The goal of the project was twofold: (1) to introduce a major innovation by developing a robust and accurate methodology for tree species mapping in operational forestry, and (2) to assess whether a more accurate tree species information would improve the yield predictions accuracy.

Project management: The project contains work packages (WP): project management (WP1), data processing (WP2), method development and assessment (WP3) and dissemination (WP4).

Material and Methods. In WP2, we successfully developed an workflow for automatizing the main data processing steps that combines ‘in-situ’ harvester data and GIS products such as multi-temporal Sentinel-2 imagery, forest state estimates (Skogliga grunddata provided by the Swedish Forest Agency) and height vegetation models derived the Swedish government agency for mapping and land registration (Lantmäteriet). The datasets were acquired over a study area of 53,384 ha across Västernorrland and Jämtland regions, and it is managed by Svenska Cellulosa Aktiebolaget (SCA). The main challenge in WP2 was related to dealing with varying data quality due to cloud occlusions in the satellite imagery.
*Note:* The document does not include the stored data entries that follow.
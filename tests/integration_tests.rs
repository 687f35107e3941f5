//! Integration tests for the audio scheduler
//!
//! These drive the real scheduler and worker thread against a recording
//! backend, with interval minutes shrunk to milliseconds.

mod common;

use std::sync::Arc;
use std::time::{Duration, Instant};

use audio_scheduler::playlist::{AudioItem, MoveDirection, Playlist};
use audio_scheduler::scheduler::{Phase, Scheduler, SchedulerStatus, StopOutcome};
use audio_scheduler::store::PlaylistStore;
use audio_scheduler::{AppError, SchedulerApp, SchedulerError};

use common::{fast_settings, sound_file, wait_until, RecordingBackend};

const LONG: u32 = 1_000;

fn scheduler(
    dir: &tempfile::TempDir,
    items: Vec<AudioItem>,
    backend: Arc<RecordingBackend>,
    unit: Duration,
) -> Scheduler {
    Scheduler::new(
        Playlist::from_items(items).into_shared(),
        backend,
        fast_settings(dir.path(), unit),
    )
}

#[test]
fn test_start_then_stop_returns_to_idle() {
    let dir = tempfile::tempdir().unwrap();
    let backend = Arc::new(RecordingBackend::new(Duration::from_millis(20)));
    let items = vec![
        AudioItem::new(sound_file(dir.path(), "a.wav"), 1).unwrap(),
        AudioItem::new(sound_file(dir.path(), "b.wav"), 1).unwrap(),
    ];
    let scheduler = scheduler(&dir, items, Arc::clone(&backend), Duration::from_millis(50));

    assert_eq!(scheduler.start().unwrap(), 0);
    assert!(scheduler.is_running());

    let started = Instant::now();
    assert_eq!(scheduler.stop(), StopOutcome::Stopped);
    assert!(started.elapsed() < Duration::from_secs(3));

    assert_eq!(scheduler.status(), SchedulerStatus::idle());
    assert!(!scheduler.worker_alive());
}

#[test]
fn test_second_stop_reports_already_stopped() {
    let dir = tempfile::tempdir().unwrap();
    let backend = Arc::new(RecordingBackend::new(Duration::from_millis(10)));
    let items = vec![AudioItem::new(sound_file(dir.path(), "a.wav"), 1).unwrap()];
    let scheduler = scheduler(&dir, items, backend, Duration::from_millis(50));

    scheduler.start().unwrap();
    assert_eq!(scheduler.stop(), StopOutcome::Stopped);
    assert_eq!(scheduler.stop(), StopOutcome::AlreadyStopped);
}

#[test]
fn test_second_start_rejected_while_running() {
    let dir = tempfile::tempdir().unwrap();
    let backend = Arc::new(RecordingBackend::new(Duration::from_millis(10)));
    let items = vec![AudioItem::new(sound_file(dir.path(), "a.wav"), LONG).unwrap()];
    let scheduler = scheduler(&dir, items, backend, Duration::from_millis(50));

    scheduler.start().unwrap();
    assert!(matches!(scheduler.start(), Err(SchedulerError::AlreadyRunning)));
    scheduler.stop();
}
WP3 was focused on two main activities. The first activity was dedicated to method development or predicting the tree species proportions (relative to total standing volume) using the WP2 outputs. The three main groups of species considered were Spruce, Pine and Deciduous, which are of special interest for the wood industry. In addition, a computational-efficient routine was developed for combining multi-temporal datasets for minimizing the data losses due to the cloud occlusions in satellite imagery. The second activity was focused on assessing the value of tree species information on yield predictions. The assessments were run under three scenarios: (A) baseline case with no species information; (B) using tree species predictions, and (C) using ‘perfect’ tree species information (the ‘ground-truth’ data). Species information was incorporated as auxiliary data in the imputation routines Skogforsk, either as proportions of standing volume per hectare, or as indicator data (0-1) for the dominant species. The yield calculations were preformed using stem price lists for the main tree species were compiled by the Skogforsk specialists using industry data from 2020 that are valid for our study area.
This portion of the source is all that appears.